Exemples de mesure du QALY au Royaume-Uni
Un recours aux préférences déclarées d’individus en bonne santé
La détermination du score QALY affecté à chacun des états de cette grille EQ-5D est faite par interrogation d’un groupe statistiquement représentatif d’individus. Trois types de mesures de préférences déclarées sont habituellement employés pour mesurer le QALY des différents états :
- Visual Analog Scale : les personnes interrogées doivent directement donner le score qu’ils pensent juste pour un état donné, sans l’intermédiaire d’un scénario de mise en situation.

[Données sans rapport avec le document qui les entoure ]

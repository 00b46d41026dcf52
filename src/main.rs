#![warn(missing_docs)]
//! Scripted fleet runner.
//!
//! Spawns a fleet of autopilot drones over a waypoint circuit (optionally
//! littered with obstacles), steps the headless simulation for a fixed
//! number of ticks and logs status snapshots once per simulated second.

use bevy::prelude::*;
use clap::{Parser, ValueEnum};

use drone_fleet::autopilot::{Autopilot, Obstacle, SteeringMode};
use drone_fleet::fleet::{ClientId, DroneStatus, PilotJoined};
use drone_fleet::headless_app;

#[derive(Parser, Debug)]
#[command(name = "drone-fleet", about = "Headless multi-drone flight runs")]
struct Args {
    /// Number of drones to spawn.
    #[arg(long, default_value_t = 4)]
    drones: u64,

    /// Steering mode for every drone.
    #[arg(long, value_enum, default_value = "waypoint")]
    mode: Mode,

    /// RNG seed; identical seeds replay identical runs.
    #[arg(long, default_value_t = 42)]
    seed: u64,

    /// Number of fixed ticks to simulate.
    #[arg(long, default_value_t = 3600)]
    ticks: u32,

    /// Physics tick rate in hertz.
    #[arg(long, default_value_t = drone_fleet::TICK_HZ)]
    hz: f64,

    /// Scatter an obstacle field across the circuit.
    #[arg(long)]
    obstacles: bool,
}

#[derive(ValueEnum, Clone, Copy, Debug)]
enum Mode {
    /// Random targets around the spawn point.
    Wander,
    /// Fixed circuit, in order.
    Waypoint,
    /// Fixed circuit, random order.
    Random,
    /// Fixed circuit, back and forth.
    PingPong,
}

impl Mode {
    fn steering(self) -> SteeringMode {
        match self {
            Mode::Wander => SteeringMode::Wander,
            Mode::Waypoint => SteeringMode::Waypoint,
            Mode::Random => SteeringMode::WaypointRandom,
            Mode::PingPong => SteeringMode::WaypointPingPong,
        }
    }
}

/// Square circuit at cruising height.
fn circuit() -> Vec<Vec3> {
    vec![
        Vec3::new(20.0, 8.0, 20.0),
        Vec3::new(-20.0, 8.0, 20.0),
        Vec3::new(-20.0, 8.0, -20.0),
        Vec3::new(20.0, 8.0, -20.0),
    ]
}

fn main() {
    let args = Args::parse();

    let mut app = headless_app(args.seed);
    app.add_plugins(bevy::log::LogPlugin::default());
    if args.hz != drone_fleet::TICK_HZ {
        app.insert_resource(Time::<Fixed>::from_hz(args.hz))
            .insert_resource(bevy::time::TimeUpdateStrategy::ManualDuration(
                std::time::Duration::from_secs_f64(1.0 / args.hz),
            ));
    }
    app.finish();
    app.cleanup();

    if args.obstacles {
        let points = circuit();
        for (i, point) in points.iter().enumerate() {
            // One pillar halfway along each circuit leg.
            let midpoint = point.midpoint(points[(i + 1) % points.len()]);
            app.world_mut()
                .spawn((Transform::from_translation(midpoint), Obstacle { radius: 1.5 }));
        }
    }

    for i in 0..args.drones {
        let position = Vec3::new(i as f32 * 3.0, 2.0, 0.0);
        app.world_mut()
            .write_message(PilotJoined { client: ClientId(i), position });
    }
    // First tick processes the joins and spawns the fleet.
    app.update();

    let mode = args.mode.steering();
    let waypoints = circuit();
    let mut pilots = app.world_mut().query::<&mut Autopilot>();
    for mut pilot in pilots.iter_mut(app.world_mut()) {
        pilot.mode = mode;
        pilot.waypoints = waypoints.clone();
    }

    let report_every = (args.hz as u32).max(1);
    for tick in 1..args.ticks {
        app.update();
        if tick % report_every == 0 {
            let mut statuses = app
                .world_mut()
                .resource_mut::<Messages<DroneStatus>>();
            for status in statuses.drain() {
                info!(
                    tick,
                    client = status.client.0,
                    position = ?status.position,
                    speed = status.velocity.length(),
                    grounded = status.grounded,
                    "status"
                );
            }
        }
    }
}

- Time Trade-Off : les personnes interrogées doivent donner une préférence entre vivre plus longtemps dans un état dégradé ou vivre moins longtemps en pleine santé. On recherche alors le point où les interviewés sont indifférents entre les deux options, ce qui permet de déduire le score QALY dans l’état dégradé.
- Standard Gamble : les personnes interrogées doivent exprimer une préférence entre rester malade dans un état dégradé ou tenter une intervention, avec un taux de succès connu, qui conduira à une rémission complète ou la mort. On recherche alors également le point d’indifférence entre les deux options pour en déduire un score QALY pour l’état dégradé.
Un outil pour faire des choix
L’existence de l’échelle de QALY permet ensuite de quantifier la différence entre une situation initiale et celle après un traitement thérapeutique, permettant de hiérarchiser les interventions médicales selon leur gain de QALY. En allant plus loin, dans une optique de maximisation du nombre de QALY pour la population, les interventions médicales peuvent être hiérarchisées selon leur gain de QALY par euro dépensé. A cette fin, NICE utilise une valeur maximum de référence de 20.000 £ à 30.000 £ par QALY gagné.
Des controverses méthodologiques et éthiques
D’un point de vue méthodologique, la méthode QALY reste controversée dans son évaluation des états de santé. Nombre de critiques applicables aux méthodes fondées sur les préférences déclarées sont applicables au QALY : comment obtenir par déclaration hypothétique un score QALY non entaché de biais ? Les personnes interrogées, en bonne santé, sont-elles bien placées pour juger de cas de handicap qu’elles ne connaissent pas ?
D’un point de vue éthique, la méthode QALY reste critiquée pour son caractère différentiant, qui assume pleinement le fait qu’un individu jeune a plus de valeur qu’un individu vieux, et amène à discriminer dans l’attribution de ressources contre les personnes les plus âgées. Ceci est un effet souhaitable pour les partisans de la méthode : ils arguent d’un droit de chacun à accéder à un total de QALY le plus égal possible au cours de sa vie. Qu’un individu soit vieux prouve alors simplement qu’il a bénéficié du système et a déjà accédé à ce à quoi il pouvait légitimement prétendre.
Par Emmanuel Grand
[1] La mesure du QALY fait l’hypothèse d’une préférence universelle pour une bonne santé et pour une vie la plus longue possible, et donc in fine pour une maximisation du nombre de QALY.
[2] Certains états jugés pires que la mort peuvent être affectés d’une pondération négative.